▶ **The problem**: Your answer should consist of each line below that includes the word "Serialize".

▶ **Records shown**:

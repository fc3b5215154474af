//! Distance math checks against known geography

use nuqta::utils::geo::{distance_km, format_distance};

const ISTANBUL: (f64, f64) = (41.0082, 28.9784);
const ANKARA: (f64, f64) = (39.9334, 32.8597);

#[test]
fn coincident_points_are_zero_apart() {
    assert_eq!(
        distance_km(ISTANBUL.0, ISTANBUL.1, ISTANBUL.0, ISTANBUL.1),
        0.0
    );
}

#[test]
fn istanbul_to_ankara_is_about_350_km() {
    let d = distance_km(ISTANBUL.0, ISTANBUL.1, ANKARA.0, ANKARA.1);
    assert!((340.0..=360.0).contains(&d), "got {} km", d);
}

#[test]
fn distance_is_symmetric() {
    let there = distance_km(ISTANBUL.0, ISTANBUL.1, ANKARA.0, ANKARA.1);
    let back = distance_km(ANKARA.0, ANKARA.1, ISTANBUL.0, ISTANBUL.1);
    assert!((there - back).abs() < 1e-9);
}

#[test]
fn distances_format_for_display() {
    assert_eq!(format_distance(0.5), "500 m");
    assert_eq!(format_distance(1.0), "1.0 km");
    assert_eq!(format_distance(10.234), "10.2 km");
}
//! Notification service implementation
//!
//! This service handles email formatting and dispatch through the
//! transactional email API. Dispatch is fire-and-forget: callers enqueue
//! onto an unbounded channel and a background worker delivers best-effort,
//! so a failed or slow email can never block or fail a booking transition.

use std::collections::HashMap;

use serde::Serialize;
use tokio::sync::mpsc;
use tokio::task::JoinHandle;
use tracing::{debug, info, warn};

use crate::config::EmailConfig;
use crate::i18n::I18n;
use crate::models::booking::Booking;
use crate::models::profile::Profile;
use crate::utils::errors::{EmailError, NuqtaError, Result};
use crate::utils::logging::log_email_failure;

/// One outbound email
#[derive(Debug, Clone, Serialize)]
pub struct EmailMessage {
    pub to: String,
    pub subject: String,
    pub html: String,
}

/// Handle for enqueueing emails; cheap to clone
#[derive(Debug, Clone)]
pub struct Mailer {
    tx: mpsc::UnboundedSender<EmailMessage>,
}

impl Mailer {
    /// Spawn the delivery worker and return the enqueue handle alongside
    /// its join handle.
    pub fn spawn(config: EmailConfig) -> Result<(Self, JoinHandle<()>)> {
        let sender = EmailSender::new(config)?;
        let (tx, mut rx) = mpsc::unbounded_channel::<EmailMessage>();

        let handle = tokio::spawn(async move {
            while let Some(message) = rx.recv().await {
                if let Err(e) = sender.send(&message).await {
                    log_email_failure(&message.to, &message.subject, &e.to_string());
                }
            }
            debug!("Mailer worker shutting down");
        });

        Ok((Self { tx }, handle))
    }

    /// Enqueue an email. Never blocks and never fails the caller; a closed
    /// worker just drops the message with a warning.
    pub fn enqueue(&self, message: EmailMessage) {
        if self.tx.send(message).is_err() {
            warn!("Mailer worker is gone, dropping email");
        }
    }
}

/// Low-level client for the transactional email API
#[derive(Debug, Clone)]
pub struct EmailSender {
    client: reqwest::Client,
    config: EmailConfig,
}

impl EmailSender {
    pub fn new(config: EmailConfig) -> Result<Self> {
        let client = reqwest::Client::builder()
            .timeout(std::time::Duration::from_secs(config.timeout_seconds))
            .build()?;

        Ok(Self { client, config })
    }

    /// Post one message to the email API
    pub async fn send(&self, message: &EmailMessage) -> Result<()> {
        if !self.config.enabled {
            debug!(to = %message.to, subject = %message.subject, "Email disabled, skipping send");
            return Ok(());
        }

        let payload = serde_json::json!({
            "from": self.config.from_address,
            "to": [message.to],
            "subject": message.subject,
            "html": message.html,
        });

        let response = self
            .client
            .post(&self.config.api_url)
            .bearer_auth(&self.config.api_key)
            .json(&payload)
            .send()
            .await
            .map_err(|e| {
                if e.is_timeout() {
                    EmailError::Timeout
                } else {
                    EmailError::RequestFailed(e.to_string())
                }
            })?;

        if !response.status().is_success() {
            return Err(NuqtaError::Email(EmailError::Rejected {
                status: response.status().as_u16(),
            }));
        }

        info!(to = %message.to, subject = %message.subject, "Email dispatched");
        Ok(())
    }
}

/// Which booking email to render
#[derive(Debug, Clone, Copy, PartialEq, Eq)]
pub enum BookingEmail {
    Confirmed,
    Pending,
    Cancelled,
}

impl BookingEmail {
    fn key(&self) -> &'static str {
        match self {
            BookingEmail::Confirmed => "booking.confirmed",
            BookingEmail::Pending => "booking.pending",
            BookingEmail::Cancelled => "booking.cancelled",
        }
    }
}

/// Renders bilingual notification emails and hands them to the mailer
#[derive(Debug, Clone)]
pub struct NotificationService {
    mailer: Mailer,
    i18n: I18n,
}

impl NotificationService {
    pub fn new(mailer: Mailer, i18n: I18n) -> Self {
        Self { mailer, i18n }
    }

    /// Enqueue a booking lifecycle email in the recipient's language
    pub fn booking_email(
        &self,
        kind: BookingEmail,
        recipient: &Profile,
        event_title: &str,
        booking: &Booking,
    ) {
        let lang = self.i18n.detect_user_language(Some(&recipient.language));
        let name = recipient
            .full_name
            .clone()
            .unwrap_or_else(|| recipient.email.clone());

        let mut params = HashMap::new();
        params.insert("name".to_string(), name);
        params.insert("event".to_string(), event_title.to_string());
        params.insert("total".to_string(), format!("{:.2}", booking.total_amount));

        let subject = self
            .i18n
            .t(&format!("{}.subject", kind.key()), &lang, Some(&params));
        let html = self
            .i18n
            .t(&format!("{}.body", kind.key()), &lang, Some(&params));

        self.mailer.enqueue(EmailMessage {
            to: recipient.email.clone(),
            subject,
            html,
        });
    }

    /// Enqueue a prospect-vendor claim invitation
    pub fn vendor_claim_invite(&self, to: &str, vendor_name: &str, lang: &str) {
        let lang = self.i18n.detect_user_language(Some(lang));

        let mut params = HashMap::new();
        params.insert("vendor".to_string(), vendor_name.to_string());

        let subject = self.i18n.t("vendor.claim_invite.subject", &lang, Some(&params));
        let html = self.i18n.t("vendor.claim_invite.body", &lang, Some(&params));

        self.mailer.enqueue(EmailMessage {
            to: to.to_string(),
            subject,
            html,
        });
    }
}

▶ **Task answer**:
use serde::Serialize;
#[derive(Debug, Clone, Serialize)]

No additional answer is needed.